──────── Records to use
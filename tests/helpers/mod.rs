#![allow(dead_code)]

use std::path::Path;
use std::sync::Arc;

use tandem::agent::Agent;
use tandem::embedding::hash::HashEmbeddingProvider;
use tandem::embedding::EmbeddingProvider;
use tandem::knowledge::{KnowledgeItem, KnowledgeStore};
use tandem::memory::MemoryRing;

/// Deterministic offline embedder shared by the integration suites.
pub fn test_embedder() -> Arc<dyn EmbeddingProvider> {
    Arc::new(HashEmbeddingProvider::default())
}

pub fn test_store() -> KnowledgeStore {
    KnowledgeStore::new(test_embedder())
}

pub fn test_ring(threshold: f32, max_memories: usize) -> MemoryRing {
    MemoryRing::new(test_embedder(), threshold, max_memories)
}

pub fn test_agent(memory_threshold: f32, max_memories: usize) -> Agent {
    Agent::new(test_embedder(), memory_threshold, max_memories)
}

/// A knowledge item with a category and tags, embedding left for the store.
pub fn item(
    id: &str,
    title: &str,
    content: &str,
    category: &str,
    tags: &[&str],
) -> KnowledgeItem {
    KnowledgeItem::new(id, title, content)
        .with_category(category)
        .with_tags(tags.iter().map(|t| t.to_string()).collect())
}

/// Write a file under `dir`, creating parent directories as needed.
pub fn write_file(dir: &Path, rel: &str, contents: &str) {
    let path = dir.join(rel);
    if let Some(parent) = path.parent() {
        std::fs::create_dir_all(parent).unwrap();
    }
    std::fs::write(path, contents).unwrap();
}
//! Scanner for the surface syntax of propositional formulas.
//!
//! The token alphabet is `IDENT ~ & | > = ( )` plus the end-of-line
//! terminator. Anything else (spaces, tabs, stray punctuation) is
//! discarded without complaint, so scanning an in-memory string never
//! fails. End-of-input is simply the end of the token vector.

use nom::branch::alt;
use nom::bytes::complete::take_while1;
use nom::character::complete::{anychar, one_of};
use nom::IResult;
use nom_locate::LocatedSpan;

type Span<'a> = LocatedSpan<&'a str>;

/// Lexeme classification.
#[derive(Debug, Clone, Copy, PartialEq, Eq, Hash)]
pub enum TokenKind {
    /// An identifier atom: `[A-Za-z0-9_]+`.
    Ident,
    /// Negation `~`.
    Not,
    /// Conjunction `&`.
    And,
    /// Disjunction `|`.
    Or,
    /// Material implication `>`.
    Implies,
    /// Material equivalence `=`.
    Equiv,
    LParen,
    RParen,
    /// The formula terminator.
    Eol,
}

impl TokenKind {
    /// Kind name as used in diagnostics.
    pub fn name(self) -> &'static str {
        match self {
            TokenKind::Ident => "IDENT",
            TokenKind::Not => "NOT",
            TokenKind::And => "AND",
            TokenKind::Or => "OR",
            TokenKind::Implies => "IMPLIES",
            TokenKind::Equiv => "EQUIV",
            TokenKind::LParen => "LPAREN",
            TokenKind::RParen => "RPAREN",
            TokenKind::Eol => "EOL",
        }
    }
}

/// One lexeme together with its position in the input, for diagnostics.
#[derive(Debug, Clone, PartialEq, Eq)]
pub struct Token {
    pub kind: TokenKind,
    pub text: String,
    /// 1-based source line.
    pub line: u32,
    /// 1-based source column.
    pub column: usize,
}

impl Token {
    #[cfg(test)]
    fn new<S: Into<String>>(kind: TokenKind, text: S, line: u32, column: usize) -> Self {
        Self {
            kind,
            text: text.into(),
            line,
            column,
        }
    }
}

pub type Tokens = Vec<Token>;

/// Scan `input` into its token stream.
pub fn lex(input: &str) -> Tokens {
    let mut tokens = Vec::new();
    let mut rest = Span::new(input);

    while !rest.fragment().is_empty() {
        match token(rest) {
            Ok((remaining, tok)) => {
                tokens.push(tok);
                rest = remaining;
            }
            Err(_) => {
                // Not part of the alphabet: drop one character and resume.
                let skipped: IResult<Span, char> = anychar(rest);
                match skipped {
                    Ok((remaining, _)) => rest = remaining,
                    Err(_) => break,
                }
            }
        }
    }

    tokens
}

fn token(input: Span) -> IResult<Span, Token> {
    alt((ident, symbol))(input)
}

fn ident(input: Span) -> IResult<Span, Token> {
    let line = input.location_line();
    let column = input.get_utf8_column();
    let (rest, name) = take_while1(|c: char| c.is_ascii_alphanumeric() || c == '_')(input)?;

    Ok((
        rest,
        Token {
            kind: TokenKind::Ident,
            text: (*name.fragment()).to_string(),
            line,
            column,
        },
    ))
}

fn symbol(input: Span) -> IResult<Span, Token> {
    let line = input.location_line();
    let column = input.get_utf8_column();
    let (rest, c) = one_of("~&|>=()\n")(input)?;

    let kind = match c {
        '~' => TokenKind::Not,
        '&' => TokenKind::And,
        '|' => TokenKind::Or,
        '>' => TokenKind::Implies,
        '=' => TokenKind::Equiv,
        '(' => TokenKind::LParen,
        ')' => TokenKind::RParen,
        _ => TokenKind::Eol,
    };

    Ok((
        rest,
        Token {
            kind,
            text: c.to_string(),
            line,
            column,
        },
    ))
}

#[cfg(test)]
mod tests {
    use super::*;

    use pretty_assertions::assert_eq;

    fn kinds(input: &str) -> Vec<TokenKind> {
        lex(input).into_iter().map(|t| t.kind).collect()
    }

    #[test]
    fn empty_input() {
        assert!(lex("").is_empty());
    }

    #[test]
    fn blank_input() {
        assert!(lex(" \t ").is_empty());
    }

    #[test]
    fn single_operators() {
        assert_eq!(vec![TokenKind::Not], kinds("~"));
        assert_eq!(vec![TokenKind::And], kinds("&"));
        assert_eq!(vec![TokenKind::Or], kinds("|"));
        assert_eq!(vec![TokenKind::Implies], kinds(">"));
        assert_eq!(vec![TokenKind::Equiv], kinds("="));
        assert_eq!(vec![TokenKind::LParen], kinds("("));
        assert_eq!(vec![TokenKind::RParen], kinds(")"));
        assert_eq!(vec![TokenKind::Eol], kinds("\n"));
    }

    #[test]
    fn identifiers() {
        assert_eq!(vec![Token::new(TokenKind::Ident, "p", 1, 1)], lex("p"));
        // Digits and underscores are ordinary identifier characters,
        // including in leading position.
        assert_eq!(vec![Token::new(TokenKind::Ident, "0_q9", 1, 1)], lex("0_q9"));
    }

    #[test]
    fn foreign_characters_are_skipped() {
        assert_eq!(
            vec![
                Token::new(TokenKind::Ident, "p", 1, 3),
                Token::new(TokenKind::And, "&", 1, 7),
                Token::new(TokenKind::Ident, "q", 1, 9),
            ],
            lex("@!p $ & q")
        );
    }

    #[test]
    fn positions_track_lines() {
        let tokens = lex("p\nq");
        assert_eq!(
            vec![
                Token::new(TokenKind::Ident, "p", 1, 1),
                Token::new(TokenKind::Eol, "\n", 1, 2),
                Token::new(TokenKind::Ident, "q", 2, 1),
            ],
            tokens
        );
    }

    #[test]
    fn complex_formula() {
        assert_eq!(
            vec![
                TokenKind::LParen,
                TokenKind::Ident,
                TokenKind::Implies,
                TokenKind::Ident,
                TokenKind::RParen,
                TokenKind::Implies,
                TokenKind::LParen,
                TokenKind::Not,
                TokenKind::Ident,
                TokenKind::Implies,
                TokenKind::Not,
                TokenKind::Ident,
                TokenKind::RParen,
                TokenKind::Eol,
            ],
            kinds("(p > q) > (~q > ~p)\n")
        );
    }
}
//! Propositional variable.

use std::fmt;

/// An identifier atom of a propositional formula.
///
/// Names match `[A-Za-z0-9_]+` as produced by the scanner; the type itself
/// does not re-validate.
#[derive(Debug, Clone, Hash, PartialEq, Eq, PartialOrd, Ord)]
pub struct Variable {
    name: String,
}

impl Variable {
    /// Construct a new propositional variable from a given `name`.
    pub fn new<S>(name: S) -> Self
    where
        S: Into<String>,
    {
        Self { name: name.into() }
    }

    /// Get the name of the propositional variable.
    pub fn name(&self) -> &str {
        &self.name
    }
}

impl fmt::Display for Variable {
    fn fmt(&self, f: &mut fmt::Formatter<'_>) -> fmt::Result {
        f.write_str(&self.name)
    }
}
────────────────
__Work item__: Search the records for the word "title". Copy every line that has it.

__Answer space__:
    title: &str,
    KnowledgeItem::new(id, title, content)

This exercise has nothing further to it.